Creating Technology for Social Change

Anthony Appiah on the Ethics of Diversity

Facing History and Ourselves hosted a Day of Learning “Reimagining Self and Others” at Harvard Law School on May 10, 2013. This is a liveblog of the opening presentation by Anthony Appiah, a philosopher at Princeton University, whose latest book is The Honor Code: How Moral Revolutions Happen.

Appiah begins by framing the ethics of diversity with motivating questions that go back to Aristotle’s ethics: 1) What is it for a life to go well? 2) What is human well-being? These are tied to Aristotle’s concept of eudaimonia, which is poorly translated as ‘happiness’ but is more robust, representing the successful life, or flourishing life.

To work through the ethics of diversity, Appiah suggests three ethical principles:

  1. Everybody matters (this was not true in Aristotle’s Athens, he only spoke of free, adult males)
  2. We owe everyone respect for their human dignity: we must bear in mind the facts about them that should shape how we treat them
  3. Each person is in charge of managing his or her own life

Appiah expands on the kind of facts that matter in ethical principle #2: They can suffer. They need food and drink. They need friendship and love. They are making a life (the core of Aristotle’s ethics).

“Among the tools we have for making our lives are: our talents, our educations, and our identities,” says Appiah. Identities are the tools we use to evaluate our lives. So, how do identities work? First, he says, we create labels. And these labels are mixed up in the social processes of negotiating on what basis the labels should be applied to people, what people who have the labels should do (e.g. as an American, I am meant to keep track of what my President does and vote them out of office if necessary), and how people with the labels should be treated (e.g. solidarity with fellow Americans or fellow Muslims).

“The ideas that shape our identities are communicated in society, through the ways people respond to each other, including things we say. But they can be contested.” Appiah gives the example: if you are a black person you should be in favor of Affirmative Action. But we also contest who the label applies to, e.g. you are not a muslim because…. We also contest what it means to be an identity, and how you should treat people of other identities. The historical U.S. example being how blacks and whites should relate to each other.

The rules of the social negotiation of identity unfold in several ways. 1) Nobody is entitled to fix the meaning of an identity on their own. It’s a social process, to change the meaning of identity requires politics and organizing. 2) People who are in the group have a primary role in determining what it’s social meaning is. For instance, Martin Luther King, Jr. and his followers had a right to insist that black Americans be called African-Americans, and he was speaking to both the in-ground and the out-group, blacks and whites, because although he and his community had the primary role it is still a social process. 3) Individuals have the right to figure out their own way of fitting their identities into their lives, deciding whether they’re important and, if so, how.
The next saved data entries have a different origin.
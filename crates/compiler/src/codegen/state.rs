//! CodeGen state and label mangling
//!
//! The CodeGen struct accumulates the `.text` bodies and the set of called
//! externals; everything else it needs comes from the service context.
//! Label mangling lives here so declaration emission and call sites cannot
//! drift apart.

use crate::ast::FunctionDeclaration;
use crate::context::{Ctx, Scope};
use crate::symbols::SymbolTable;
use crate::types;
use crate::vtable::VTableSlot;
use std::collections::BTreeSet;

pub struct CodeGen<'c, 'p> {
    pub(super) ctx: &'c Ctx<'c, 'p>,
    /// Accumulated function bodies for the `.text` section
    pub(super) text: String,
    /// Counter for `_if_*` / `_while_*` label pairs
    pub(super) label_counter: usize,
    /// External functions referenced by emitted code, for the import table
    pub(super) externals: BTreeSet<String>,
}

/// Per-function emission state: the frame's symbols, the scope names
/// resolve under, and the label the return statements jump to so the
/// epilogue can run destructors first.
pub(super) struct Frame {
    pub symbols: SymbolTable,
    pub scope: Scope,
    pub owner_fqn: Option<String>,
    pub end_label: String,
}

impl<'c, 'p> CodeGen<'c, 'p> {
    pub fn new(ctx: &'c Ctx<'c, 'p>) -> Self {
        CodeGen {
            ctx,
            text: String::new(),
            label_counter: 0,
            externals: BTreeSet::new(),
        }
    }

    pub(super) fn fresh_label(&mut self) -> usize {
        let n = self.label_counter;
        self.label_counter += 1;
        n
    }

    /// Record a call to an external function
    pub(super) fn mark_external(&mut self, name: &str) {
        self.externals.insert(name.to_string());
    }
}

/// `[ebp+8]` / `[ebp-4]` with explicit sign
pub(super) fn ebp(offset: i32) -> String {
    if offset >= 0 {
        format!("[ebp+{}]", offset)
    } else {
        format!("[ebp{}]", offset)
    }
}

// ============================================================================
//                               Label mangling
// ============================================================================
//
// Multi-level namespaces collapse `::` to `__` inside one label part;
// the namespace, owner, and name parts are joined with single underscores.
// `main` is `_main` no matter where it lives.

fn sanitize(part: &str) -> String {
    part.replace("::", "__")
}

fn join_label(parts: &[&str]) -> String {
    let mut label = String::from("_");
    let mut first = true;
    for part in parts {
        if part.is_empty() {
            continue;
        }
        if !first {
            label.push('_');
        }
        label.push_str(&sanitize(part));
        first = false;
    }
    label
}

/// Split an owner FQN into its namespace and simple name
fn split_owner(owner_fqn: &str) -> (Option<&str>, &str) {
    match owner_fqn.rsplit_once("::") {
        Some((ns, simple)) => (Some(ns), simple),
        None => (None, owner_fqn),
    }
}

/// Label of a free function or method declaration
pub(super) fn function_label(func: &FunctionDeclaration) -> String {
    match &func.owner {
        Some(owner) => method_label(owner, &func.name),
        None => {
            if func.name == "main" {
                return "_main".to_string();
            }
            join_label(&[func.namespace.as_deref().unwrap_or(""), &func.name])
        }
    }
}

/// `_<ns>_<Owner>_<name>`
pub(super) fn method_label(owner_fqn: &str, name: &str) -> String {
    let (ns, simple) = split_owner(owner_fqn);
    join_label(&[ns.unwrap_or(""), simple, name])
}

/// Constructor label, including the parameter-type signature:
/// `_NS_Type_Type_ctor_Type_p` for `NS::Type::Type(Type*)`
pub(super) fn ctor_label(owner_fqn: &str, param_fqns: &[String]) -> String {
    let (_, simple) = split_owner(owner_fqn);
    let mut label = method_label(owner_fqn, &format!("{}_ctor", simple));
    for fqn in param_fqns {
        label.push('_');
        label.push_str(&sanitize(types::strip_pointers(fqn)));
        for _ in 0..types::pointer_depth(fqn) {
            label.push_str("_p");
        }
    }
    label
}

/// `_<ns>_<Type>_dtor`
pub(super) fn dtor_label(owner_fqn: &str) -> String {
    let (ns, simple) = split_owner(owner_fqn);
    join_label(&[ns.unwrap_or(""), simple, "dtor"])
}

/// `_vtable_<FQN sanitized>`
pub(super) fn vtable_label(fqn: &str) -> String {
    format!("_vtable_{}", sanitize(fqn))
}

/// The call target a vtable slot dispatches to
pub(super) fn slot_target(slot: &VTableSlot) -> String {
    if slot.is_destructor {
        dtor_label(&slot.owner_fqn)
    } else {
        method_label(&slot.owner_fqn, &slot.method_name)
    }
}
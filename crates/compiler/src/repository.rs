//! Type repository
//!
//! Registry of every known struct and enum definition, keyed by fully
//! qualified name. Built once from the parsed program; monomorphized
//! instances register themselves afterwards, which is why the maps sit
//! behind `RefCell` (the compiler is single threaded, see the concurrency
//! notes in DESIGN.md). References to definitions are `Copy`, so lookups
//! hand out plain `&'p` references with no borrow guards escaping.

use crate::ast::{EnumDefinition, Program, StructDefinition};
use std::cell::RefCell;
use std::collections::HashMap;

#[derive(Debug)]
pub struct TypeRepository<'p> {
    structs: RefCell<HashMap<String, &'p StructDefinition>>,
    enums: HashMap<String, &'p EnumDefinition>,
    /// FQN -> index of the compilation unit the definition appeared in.
    /// Monomorphized instances record their template's unit.
    defining_unit: RefCell<HashMap<String, usize>>,
}

impl<'p> TypeRepository<'p> {
    /// Index all struct and enum definitions of the program. Duplicate
    /// FQNs are definition errors.
    pub fn build(program: &'p Program) -> Result<Self, String> {
        let mut structs: HashMap<String, &'p StructDefinition> = HashMap::new();
        let mut enums: HashMap<String, &'p EnumDefinition> = HashMap::new();
        let mut defining_unit = HashMap::new();

        for (unit_index, unit) in program.units.iter().enumerate() {
            for def in &unit.structs {
                let fqn = def.fqn();
                if structs.insert(fqn.clone(), def).is_some() {
                    return Err(format!(
                        "{}:{}:{}: duplicate definition of struct '{}'",
                        unit.file_path.display(),
                        def.name_token.line,
                        def.name_token.column,
                        fqn
                    ));
                }
                defining_unit.insert(fqn, unit_index);
            }
            for def in &unit.enums {
                let fqn = def.fqn();
                if enums.insert(fqn.clone(), def).is_some() {
                    return Err(format!(
                        "{}:{}:{}: duplicate definition of enum '{}'",
                        unit.file_path.display(),
                        def.name_token.line,
                        def.name_token.column,
                        fqn
                    ));
                }
                defining_unit.insert(fqn, unit_index);
            }
        }

        Ok(TypeRepository {
            structs: RefCell::new(structs),
            enums,
            defining_unit: RefCell::new(defining_unit),
        })
    }

    pub fn find_struct(&self, fqn: &str) -> Option<&'p StructDefinition> {
        self.structs.borrow().get(fqn).copied()
    }

    pub fn find_enum(&self, fqn: &str) -> Option<&'p EnumDefinition> {
        self.enums.get(fqn).copied()
    }

    /// True if the FQN names a known struct or enum
    pub fn contains(&self, fqn: &str) -> bool {
        self.find_struct(fqn).is_some() || self.find_enum(fqn).is_some()
    }

    pub fn defining_unit_index(&self, fqn: &str) -> Option<usize> {
        self.defining_unit.borrow().get(fqn).copied()
    }

    /// Register a monomorphized instance under its mangled FQN, recording
    /// the template's compilation unit as its defining unit.
    pub fn register_instance(&self, fqn: String, def: &'p StructDefinition, unit_index: usize) {
        self.structs.borrow_mut().insert(fqn.clone(), def);
        self.defining_unit.borrow_mut().insert(fqn, unit_index);
    }

    /// Flat count of known structs, templates and instances included. The
    /// semantic runner's fixed-point loop watches this grow.
    pub fn struct_count(&self) -> usize {
        self.structs.borrow().len()
    }
}

#[cfg(test)]
mod tests {
    use super::*;
    use crate::parser::Parser;

    fn program(source: &str) -> Program {
        let mut parser = Parser::new(source, "test.td").unwrap();
        let unit = parser.parse_unit().unwrap();
        Program {
            imports: Vec::new(),
            units: vec![unit],
        }
    }

    #[test]
    fn test_build_indexes_by_fqn() {
        let program = program(
            "namespace gfx { struct Color { int r; }; enum Mode { On, Off }; }\n\
             struct Point { int x; };",
        );
        let repo = TypeRepository::build(&program).unwrap();
        assert!(repo.find_struct("gfx::Color").is_some());
        assert!(repo.find_struct("Point").is_some());
        assert!(repo.find_struct("Color").is_none());
        assert!(repo.find_enum("gfx::Mode").is_some());
        assert_eq!(repo.defining_unit_index("Point"), Some(0));
        assert_eq!(repo.struct_count(), 2);
    }

    #[test]
    fn test_duplicate_fqn_is_rejected() {
        let program = program("struct P { int x; };\nstruct P { int y; };");
        let err = TypeRepository::build(&program).unwrap_err();
        assert!(err.contains("duplicate definition of struct 'P'"));
    }

    #[test]
    fn test_identity_of_lookup() {
        // Property: repository.find(fqn(node)) is node
        let program = program("struct P { int x; };");
        let repo = TypeRepository::build(&program).unwrap();
        let node = &program.units[0].structs[0];
        let found = repo.find_struct(&node.fqn()).unwrap();
        assert!(std::ptr::eq(found, node));
    }
}
//! Per-function stack-frame symbol table
//!
//! Parameters live at positive offsets from EBP starting at +8, each
//! consuming at least 4 bytes (arguments are pushed 4-byte aligned);
//! struct-by-value parameters consume their full size rounded up to the
//! next dword. Methods, constructors, and destructors get an implicit
//! `this` parameter prepended, and functions returning a struct by value
//! get a hidden `__ret_ptr` pointer appended after the declared
//! parameters. Locals get negative offsets, each consuming its full size,
//! discovered by walking the body through blocks, ifs, and whiles.
//!
//! Name bindings are lexically scoped. The builder assigns every
//! declaration its own frame slot in body walk order; the analyzer and
//! the code generator repeat that walk, entering a scope per block and
//! binding each declaration as they reach it. A lookup resolves to the
//! innermost live binding, so shadowed locals keep their own slots (and
//! their destructors still run), and only a redeclaration within the same
//! scope supersedes the earlier symbol.

use crate::ast::{
    ConstructorDeclaration, DestructorDeclaration, FunctionDeclaration, Parameter, Statement,
};
use crate::context::{Ctx, Scope};
use crate::functions;
use crate::lexer::Token;
use crate::resolver;
use crate::types;
use std::collections::HashMap;

/// Hidden parameter carrying the caller's result buffer for
/// struct-by-value returns
pub const RET_PTR_NAME: &str = "__ret_ptr";

#[derive(Debug, Clone)]
pub struct Symbol {
    pub name: String,
    pub offset: i32,
    pub type_fqn: String,
    pub is_const: bool,
    pub is_read: bool,
    pub is_parameter: bool,
    /// Replaced by a same-name redeclaration in the same lexical scope
    pub superseded: bool,
    pub token: Token,
}

pub struct SymbolTable {
    symbols: Vec<Symbol>,
    /// Innermost-last stack of name -> symbol-index bindings. The first
    /// entry holds the parameters and is never popped.
    scopes: Vec<HashMap<String, usize>>,
    /// Cursor over the locals in body walk order, advanced by
    /// `declare_local`
    next_local: usize,
    total_local_size: u32,
    return_fqn: String,
}
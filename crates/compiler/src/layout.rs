//! Memory layout
//!
//! Sizes, member offsets, and the flattened member list of every struct.
//! Pointers and `int` are 4 bytes, `char` is 1, `void` is 0, and an
//! unresolved single-letter generic parameter is treated as opaque
//! pointer-sized. A struct is its base-class prefix (or a 4-byte vptr slot
//! when it has a vtable and no base) followed by its declared members in
//! order. Results are memoized per FQN.

use crate::context::Ctx;
use crate::resolver;
use crate::types;
use std::cell::RefCell;
use std::collections::{HashMap, HashSet};

/// One entry of a flattened member list
#[derive(Debug, Clone, PartialEq)]
pub struct MemberInfo {
    pub name: String,
    pub type_fqn: String,
    pub offset: u32,
    pub is_const: bool,
}

/// Name of the vtable-pointer slot prepended to vtable-carrying structs
pub const VPTR_NAME: &str = "__vptr";

pub struct MemoryLayoutManager {
    sizes: RefCell<HashMap<String, u32>>,
    members: RefCell<HashMap<String, Vec<MemberInfo>>>,
    in_progress: RefCell<HashSet<String>>,
}

impl Default for MemoryLayoutManager {
    fn default() -> Self {
        Self::new()
    }
}

impl MemoryLayoutManager {
    pub fn new() -> Self {
        MemoryLayoutManager {
            sizes: RefCell::new(HashMap::new()),
            members: RefCell::new(HashMap::new()),
            in_progress: RefCell::new(HashSet::new()),
        }
    }

    /// Size in bytes of a type FQN
    pub fn size_of(&self, ctx: &Ctx<'_, '_>, fqn: &str) -> Result<u32, String> {
        if types::is_pointer(fqn) {
            return Ok(4);
        }
        match fqn {
            "int" => return Ok(4),
            "char" => return Ok(1),
            "void" => return Ok(0),
            _ => {}
        }
        if types::is_generic_parameter(fqn) {
            return Ok(4);
        }
        if ctx.repository.find_enum(fqn).is_some() {
            return Ok(4);
        }

        if let Some(cached) = self.sizes.borrow().get(fqn) {
            return Ok(*cached);
        }
        if !self.in_progress.borrow_mut().insert(fqn.to_string()) {
            return Err(format!(
                "struct '{}' recursively contains itself by value",
                fqn
            ));
        }
        let result = self.compute_struct_size(ctx, fqn);
        self.in_progress.borrow_mut().remove(fqn);
        let size = result?;
        self.sizes.borrow_mut().insert(fqn.to_string(), size);
        Ok(size)
    }

    fn compute_struct_size(&self, ctx: &Ctx<'_, '_>, fqn: &str) -> Result<u32, String> {
        let def = ctx
            .repository
            .find_struct(fqn)
            .ok_or_else(|| format!("Unknown type '{}'", fqn))?;
        let scope = resolver::scope_for_struct(ctx, def)?;

        let mut size = match resolver::resolve_base(ctx, def)? {
            Some(base_fqn) => self.size_of(ctx, &base_fqn)?,
            None => {
                if ctx.vtables.has_vtable(ctx, fqn)? {
                    4
                } else {
                    0
                }
            }
        };
        for member in &def.members {
            let member_fqn = resolver::resolve_type(ctx, &member.ty, &scope)?;
            size += self.size_of(ctx, &member_fqn)?;
        }
        Ok(size)
    }

    /// The flattened, offset-annotated member list: inherited members
    /// before own, prefixed by the vptr slot when the struct has a vtable
    /// and no base class.
    pub fn members_of(&self, ctx: &Ctx<'_, '_>, fqn: &str) -> Result<Vec<MemberInfo>, String> {
        if let Some(cached) = self.members.borrow().get(fqn) {
            return Ok(cached.clone());
        }
        // Sizing first also rejects inheritance cycles before the
        // base-chain recursion below could run away
        self.size_of(ctx, fqn)?;

        let def = ctx
            .repository
            .find_struct(fqn)
            .ok_or_else(|| format!("Unknown type '{}'", fqn))?;
        let scope = resolver::scope_for_struct(ctx, def)?;

        let mut flattened;
        let mut offset;
        match resolver::resolve_base(ctx, def)? {
            Some(base_fqn) => {
                flattened = self.members_of(ctx, &base_fqn)?;
                offset = self.size_of(ctx, &base_fqn)?;
            }
            None => {
                flattened = Vec::new();
                offset = 0;
                if ctx.vtables.has_vtable(ctx, fqn)? {
                    flattened.push(MemberInfo {
                        name: VPTR_NAME.to_string(),
                        type_fqn: "void*".to_string(),
                        offset: 0,
                        is_const: false,
                    });
                    offset = 4;
                }
            }
        }

        for member in &def.members {
            let member_fqn = resolver::resolve_type(ctx, &member.ty, &scope)?;
            let size = self.size_of(ctx, &member_fqn)?;
            flattened.push(MemberInfo {
                name: member.name.clone(),
                type_fqn: member_fqn,
                offset,
                is_const: member.is_const,
            });
            offset += size;
        }

        self.members
            .borrow_mut()
            .insert(fqn.to_string(), flattened.clone());
        Ok(flattened)
    }

    /// A single member's layout entry, searching inherited members first
    pub fn member_info(
        &self,
        ctx: &Ctx<'_, '_>,
        fqn: &str,
        member: &str,
    ) -> Result<Option<MemberInfo>, String> {
        Ok(self
            .members_of(ctx, fqn)?
            .into_iter()
            .find(|m| m.name == member))
    }
}
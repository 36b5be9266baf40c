//! Code generation error types.

/// Error type for code generation operations.
///
/// The generator runs after a clean analyzer pass, so a `Logic` error here
/// means a compiler bug rather than a user mistake; emission aborts rather
/// than producing broken assembly.
#[derive(Debug)]
pub enum CodeGenError {
    /// An inconsistency between the analyzed program and the generator
    Logic(String),
    /// A formatting error while writing assembly text
    Format(std::fmt::Error),
}

impl std::fmt::Display for CodeGenError {
    fn fmt(&self, f: &mut std::fmt::Formatter<'_>) -> std::fmt::Result {
        match self {
            CodeGenError::Logic(s) => write!(f, "{}", s),
            CodeGenError::Format(e) => write!(f, "assembly generation error: {}", e),
        }
    }
}

impl std::error::Error for CodeGenError {}

impl From<String> for CodeGenError {
    fn from(s: String) -> Self {
        CodeGenError::Logic(s)
    }
}

impl From<std::fmt::Error> for CodeGenError {
    fn from(e: std::fmt::Error) -> Self {
        CodeGenError::Format(e)
    }
}
//! Compile session
//!
//! Owns the parsed program and the bump arena that monomorphized instances
//! live in, and wires the analysis services together for a single compile.
//! Services only ever see each other through the `Ctx` handed into each
//! call.

use crate::ast::Program;
use crate::context::Ctx;
use crate::layout::MemoryLayoutManager;
use crate::monomorph::Monomorphizer;
use crate::repository::TypeRepository;
use crate::vtable::VTableManager;
use bumpalo::Bump;

pub struct Session {
    pub program: Program,
    arena: Bump,
}

impl Session {
    pub fn new(program: Program) -> Self {
        Session {
            program,
            arena: Bump::new(),
        }
    }

    /// Build the services for this session and run `f` with the wired
    /// context. Fails if the program's type definitions cannot be indexed
    /// (duplicate FQNs).
    pub fn with_ctx<R>(&self, f: impl FnOnce(&Ctx<'_, '_>) -> R) -> Result<R, String> {
        let repository = TypeRepository::build(&self.program)?;
        let monomorphizer = Monomorphizer::new(&self.arena);
        let vtables = VTableManager::new();
        let layouts = MemoryLayoutManager::new();
        let ctx = Ctx {
            program: &self.program,
            repository: &repository,
            monomorphizer: &monomorphizer,
            vtables: &vtables,
            layouts: &layouts,
        };
        Ok(f(&ctx))
    }
}
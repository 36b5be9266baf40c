//! FQN utilities
//!
//! Types are passed around the analyzer and code generator as fully
//! qualified name strings: `ns1::ns2::Name` with one trailing `*` per level
//! of pointer indirection. This module centralizes the string conventions.

/// Sentinel type propagated by the analyzer when an expression could not be
/// typed. An unknown operand suppresses downstream complaints about the
/// same subtree.
pub const UNKNOWN: &str = "unknown";

pub const INT: &str = "int";
pub const CHAR: &str = "char";
pub const VOID: &str = "void";

/// True for the built-in value types
pub fn is_primitive(name: &str) -> bool {
    matches!(name, "int" | "char" | "void")
}

/// True for an unresolved single-letter generic parameter, treated as
/// opaque pointer-sized wherever a size is needed
pub fn is_generic_parameter(name: &str) -> bool {
    name.len() == 1 && name.chars().next().is_some_and(|c| c.is_ascii_uppercase())
}

/// True if the FQN has at least one level of pointer indirection
pub fn is_pointer(fqn: &str) -> bool {
    fqn.ends_with('*')
}

/// Add one level of pointer indirection
pub fn pointer_to(fqn: &str) -> String {
    format!("{}*", fqn)
}

/// Remove one level of pointer indirection, if present
pub fn pointee(fqn: &str) -> Option<&str> {
    fqn.strip_suffix('*')
}

/// The FQN with all pointer suffixes removed
pub fn strip_pointers(fqn: &str) -> &str {
    fqn.trim_end_matches('*')
}

/// Number of trailing `*` characters
pub fn pointer_depth(fqn: &str) -> usize {
    fqn.len() - strip_pointers(fqn).len()
}

/// True when `fqn` names a struct value (no pointer suffix, not a
/// primitive, not an unresolved generic parameter)
pub fn is_struct_value(fqn: &str) -> bool {
    !is_pointer(fqn) && !is_primitive(fqn) && !is_generic_parameter(fqn) && fqn != UNKNOWN
}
In other words, we each have our own measure of being the identities we have. We have to answer some questions for ourselves: Is it important to me to be black? What does it mean to me to be black? Appiah asserts that individuals don’t own identities but are entitled to figure out what it means to them (Ethical Principle #3).

Appiah suggest that this means that we enter a world in which people have diverse identities, who are entitled to diverse identities, and are entitled to make the best sense they can of the identities that are out there, to try to invent new ones, and to reshape existing ones. “That imposes demands on the rest of us. Because if each person is entitled to make their own life and if they need to do so as people of various identities, we should make that possible for each other.”

BUT, we don’t always do what we should says Appiah. Sometimes we use identities to place cramping limits on other people; that’s what antisemeitism, islampohobia, races, sexism, and homophobia do. They take an identity and boss people around, take a source of positivity and impose negative meaning and consequences on it. Notice that the problem with these isn’t treating people as having identities. That’s a good thing. What’s bad is having a demeaning or disabling conception of what their identities mean.

Referring to the rest of the agenda for the Day of Learning, Appiah says “We’re going to learn today about some of the ways in which the study of history, sociology, psychology, and law can help us understand the obstacles there are to dealing respectfully with difference.” This is how to enable lives to flourish. Everyone should have access to a range of identities to use in the production of their life (again, these are tools).

He ends by reminding the audience that we should try to respond to other people’s identities respectfully at all times. His example is to how we relate with our mothers, sisters, and wives. You don’t ignore the fact that they’re women when respecting them, you take it very much on board. Similarly with Jews, you don’t relate to them by forgetting they are Jews, you learn how being Jewish affects their life. And we do this so that we can all achieve the goal of making a life.